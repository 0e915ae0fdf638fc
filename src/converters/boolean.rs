//! Conversion of values to booleans.

use anyhow::Result;
use serde_json::Value;

use super::{Converter, OnError};
use crate::errors::Error;

pub(crate) const TRUTHY_VALUES: [&str; 4] = ["true", "yes", "y", "1"];
pub(crate) const FALSY_VALUES: [&str; 4] = ["false", "no", "n", "0"];

/// Converts values to booleans.
///
/// Strings are matched case-insensitively against the truthy and falsy
/// vocabularies; numbers are truthy when non-zero.
pub struct BooleanConverter {
    default: bool,
    on_error: OnError,
}

impl BooleanConverter {
    pub fn new() -> Self {
        Self {
            default: false,
            on_error: OnError::Raise,
        }
    }

    pub fn with_default(mut self, default: bool) -> Self {
        self.default = default;
        self
    }

    /// Substitute the default instead of raising on failures.
    pub fn lenient(mut self) -> Self {
        self.on_error = OnError::Default;
        self
    }
}

impl Default for BooleanConverter {
    fn default() -> Self {
        Self::new()
    }
}

impl Converter for BooleanConverter {
    type Output = bool;

    fn convert_value(&self, value: &Value) -> Result<bool> {
        match value {
            Value::Bool(flag) => Ok(*flag),
            Value::Number(number) => Ok(number.as_f64().unwrap_or_default() != 0.0),
            Value::String(text) => {
                let lowered = text.trim().to_lowercase();
                if lowered.is_empty() {
                    return Ok(self.default);
                }
                if TRUTHY_VALUES.contains(&lowered.as_str()) {
                    return Ok(true);
                }
                if FALSY_VALUES.contains(&lowered.as_str()) {
                    return Ok(false);
                }
                Err(Error::Conversion {
                    expected: "bool",
                    value: text.clone(),
                }
                .into())
            }
            other => Err(Error::Conversion {
                expected: "bool",
                value: other.to_string(),
            }
            .into()),
        }
    }

    fn default_value(&self) -> bool {
        self.default
    }

    fn on_error(&self) -> OnError {
        self.on_error
    }
}

/// Convert a value to a boolean with the default configuration.
pub fn to_boolean(value: &Value) -> Result<bool> {
    BooleanConverter::new().convert(value)
}

#[cfg(test)]
mod tests {
    use super::*;
    use serde_json::json;

    #[test]
    fn test_converts_booleans() {
        assert!(to_boolean(&json!(true)).unwrap());
        assert!(!to_boolean(&json!(false)).unwrap());
    }

    #[test]
    fn test_converts_truthy_and_falsy_strings() {
        assert!(to_boolean(&json!("Yes")).unwrap());
        assert!(to_boolean(&json!("y")).unwrap());
        assert!(to_boolean(&json!("TRUE")).unwrap());
        assert!(!to_boolean(&json!("no")).unwrap());
        assert!(!to_boolean(&json!("0")).unwrap());
    }

    #[test]
    fn test_converts_numbers() {
        assert!(to_boolean(&json!(1)).unwrap());
        assert!(to_boolean(&json!(-2.5)).unwrap());
        assert!(!to_boolean(&json!(0)).unwrap());
    }

    #[test]
    fn test_null_uses_default() {
        assert!(!to_boolean(&Value::Null).unwrap());
        let converter = BooleanConverter::new().with_default(true);
        assert!(converter.convert(&Value::Null).unwrap());
    }

    #[test]
    fn test_unrecognized_string_is_an_error() {
        assert!(to_boolean(&json!("maybe")).is_err());
    }

    #[test]
    fn test_lenient_converter_falls_back_to_default() {
        let converter = BooleanConverter::new().with_default(true).lenient();
        assert!(converter.convert(&json!("maybe")).unwrap());
    }
}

■ ■ ■ ■

Check each line in the records above for the word "crate". Return those that have it.

use crate::errors::Error;
pub(crate) const TRUTHY_VALUES: [&str; 4] = ["true", "yes", "y", "1"];
pub(crate) const FALSY_VALUES: [&str; 4] = ["false", "no", "n", "0"];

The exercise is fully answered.